Whenever the string "slow" appears in a line below, please copy the line out.

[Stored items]
--------------------------------

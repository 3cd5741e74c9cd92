//! Transport channel to the inference endpoint.
//!
//! A `Connector` opens a `ByteChannel` to a named host. Channels are plain
//! `Write` sinks with one deadline-aware read primitive; `ChannelReader` layers
//! line reads (for headers) and body reads on top of it. Body framing lives
//! entirely in `ChannelReader::read_available`: the body ends when the peer
//! closes or when the caller's deadline passes.
//!
//! Backends:
//! - `TlsConnector`: rustls over TCP, verification mode chosen explicitly
//! - `ReplayConnector`: scripted in-memory responses (offline replay, tests)

mod reader;
pub mod replay;
mod tls;

use anyhow::Result;
use std::io::{self, Write};
use std::time::Duration;

pub use reader::{BodyRead, ChannelReader, LineRead};
pub use replay::{ReplayConnector, ReplayStep};
pub use tls::{TlsConnector, TlsVerification};

/// Result of one bounded read attempt.
#[derive(Clone, Copy, Debug, PartialEq, Eq)]
pub enum ChannelRead {
    /// `n` bytes were written into the caller's buffer.
    Data(usize),
    /// Nothing arrived within the timeout; the channel is still open.
    Idle,
    /// The peer closed the connection.
    Closed,
}

/// Connected byte stream with a bounded read.
pub trait ByteChannel: Write + Send {
    /// Read whatever is available, waiting at most `timeout`.
    fn read_chunk(&mut self, buf: &mut [u8], timeout: Duration) -> io::Result<ChannelRead>;
}

/// Opens channels to `host:port`.
pub trait Connector: Send {
    fn connect(&self, host: &str, port: u16, timeout: Duration) -> Result<Box<dyn ByteChannel>>;

    /// Short label for logs.
    fn describe(&self) -> String;
}
//! Synthetic frame source (`stub://`).
//!
//! Produces JPEG-shaped buffers (SOI marker, random body, EOI marker) whose
//! size follows the configured geometry and quality. An optional acquisition
//! delay simulates a slow sensor; it still honours the caller's timeout.

use anyhow::{anyhow, Result};
use rand::RngCore;
use std::sync::atomic::{AtomicU64, AtomicUsize, Ordering};
use std::sync::Arc;
use std::time::Duration;

use super::{FrameSource, SourceFrame};
use crate::frame::{FrameFormat, SourceSettings};

/// Counters shared with whoever created the source.
#[derive(Debug, Default)]
pub struct StubStats {
    pub frames_acquired: AtomicU64,
    pub frames_released: AtomicU64,
    pub reconfigurations: AtomicU64,
    outstanding: AtomicUsize,
}

impl StubStats {
    pub fn outstanding(&self) -> usize {
        self.outstanding.load(Ordering::SeqCst)
    }
}

pub struct StubSource {
    url: String,
    settings: SourceSettings,
    delay: Duration,
    fail: bool,
    stats: Arc<StubStats>,
}

impl StubSource {
    pub fn new(url: &str, settings: SourceSettings) -> Self {
        log::info!("StubSource: {} ready at {}", url, settings.profile);
        Self {
            url: url.to_string(),
            settings,
            delay: Duration::ZERO,
            fail: false,
            stats: Arc::new(StubStats::default()),
        }
    }

    /// Every acquisition takes this long.
    pub fn with_delay(mut self, delay: Duration) -> Self {
        self.delay = delay;
        self
    }

    /// Every acquisition comes back empty, like a sensor that never delivers.
    pub fn failing(mut self) -> Self {
        self.fail = true;
        self
    }

    pub fn stats(&self) -> Arc<StubStats> {
        self.stats.clone()
    }

    fn synthetic_jpeg(&self) -> Vec<u8> {
        let (w, h) = self.settings.profile.dimensions();
        let quality = self.settings.compression_quality as usize;
        let body_len = ((w * h) as usize / 16 / (1 + quality / 8)).max(64);

        let mut data = Vec::with_capacity(body_len + 4);
        data.extend_from_slice(&[0xFF, 0xD8]);
        let mut body = vec![0u8; body_len];
        rand::thread_rng().fill_bytes(&mut body);
        data.extend_from_slice(&body);
        data.extend_from_slice(&[0xFF, 0xD9]);
        data
    }
}

impl FrameSource for StubSource {
    fn acquire_frame(&mut self, timeout: Duration) -> Result<Option<SourceFrame>> {
        if !self.delay.is_zero() {
            std::thread::sleep(self.delay.min(timeout));
            if self.delay > timeout {
                return Ok(None);
            }
        }
        if self.fail {
            return Ok(None);
        }
        if self.stats.outstanding() >= self.settings.buffer_count as usize {
            return Err(anyhow!(
                "all {} frame buffers are on loan",
                self.settings.buffer_count
            ));
        }
        self.stats.outstanding.fetch_add(1, Ordering::SeqCst);
        self.stats.frames_acquired.fetch_add(1, Ordering::SeqCst);
        Ok(Some(SourceFrame::new(self.synthetic_jpeg(), FrameFormat::Jpeg)))
    }

    fn release_frame(&mut self, frame: SourceFrame) {
        drop(frame);
        self.stats.outstanding.fetch_sub(1, Ordering::SeqCst);
        self.stats.frames_released.fetch_add(1, Ordering::SeqCst);
    }

    fn reconfigure(&mut self, settings: &SourceSettings) -> Result<()> {
        settings.validate()?;
        if self.stats.outstanding() > 0 {
            return Err(anyhow!("cannot reconfigure while frames are on loan"));
        }
        self.settings = *settings;
        self.stats.reconfigurations.fetch_add(1, Ordering::SeqCst);
        log::info!("StubSource: {} reconfigured to {}", self.url, settings.profile);
        Ok(())
    }

    fn settings(&self) -> SourceSettings {
        self.settings
    }

    fn describe(&self) -> String {
        format!("{} (synthetic, {})", self.url, self.settings.profile)
    }
}

#[cfg(test)]
mod tests {
    use super::*;
    use crate::frame::ResolutionProfile;
    use crate::ingest::looks_like_jpeg;

    #[test]
    fn frames_are_jpeg_shaped() {
        let mut source = StubSource::new("stub://test", SourceSettings::default());
        let frame = source.acquire_frame(Duration::from_secs(1)).unwrap().unwrap();
        assert!(looks_like_jpeg(frame.bytes()));
        assert_eq!(&frame.bytes()[frame.len() - 2..], &[0xFF, 0xD9]);
        source.release_frame(frame);
    }

    #[test]
    fn buffer_count_limits_loans() {
        let mut source = StubSource::new("stub://test", SourceSettings::default());
        let stats = source.stats();
        let first = source.acquire_frame(Duration::from_secs(1)).unwrap().unwrap();
        assert!(source.acquire_frame(Duration::from_secs(1)).is_err());
        source.release_frame(first);
        assert_eq!(stats.outstanding(), 0);
        assert!(source.acquire_frame(Duration::from_secs(1)).unwrap().is_some());
    }

    #[test]
    fn reconfigure_refused_while_on_loan() {
        let mut source = StubSource::new("stub://test", SourceSettings::default());
        let frame = source.acquire_frame(Duration::from_secs(1)).unwrap().unwrap();
        let vga = SourceSettings::for_profile(ResolutionProfile::Vga);
        assert!(source.reconfigure(&vga).is_err());
        source.release_frame(frame);
        source.reconfigure(&vga).unwrap();
        assert_eq!(source.settings().profile, ResolutionProfile::Vga);
    }

    #[test]
    fn delay_longer_than_timeout_yields_none() {
        let mut source = StubSource::new("stub://slow", SourceSettings::default())
            .with_delay(Duration::from_millis(200));
        assert!(source
            .acquire_frame(Duration::from_millis(10))
            .unwrap()
            .is_none());
    }

    #[test]
    fn larger_profiles_produce_larger_frames() {
        let mut small = StubSource::new("stub://a", SourceSettings::for_profile(ResolutionProfile::Qvga));
        let mut large = StubSource::new("stub://b", SourceSettings::for_profile(ResolutionProfile::Uxga));
        let a = small.acquire_frame(Duration::from_secs(1)).unwrap().unwrap();
        let b = large.acquire_frame(Duration::from_secs(1)).unwrap().unwrap();
        assert!(b.len() > a.len());
    }
}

--------------------------------

#### [Exercise output]
//! delay simulates a slow sensor; it still honours the caller's timeout.
        let mut source = StubSource::new("stub://slow", SourceSettings::default())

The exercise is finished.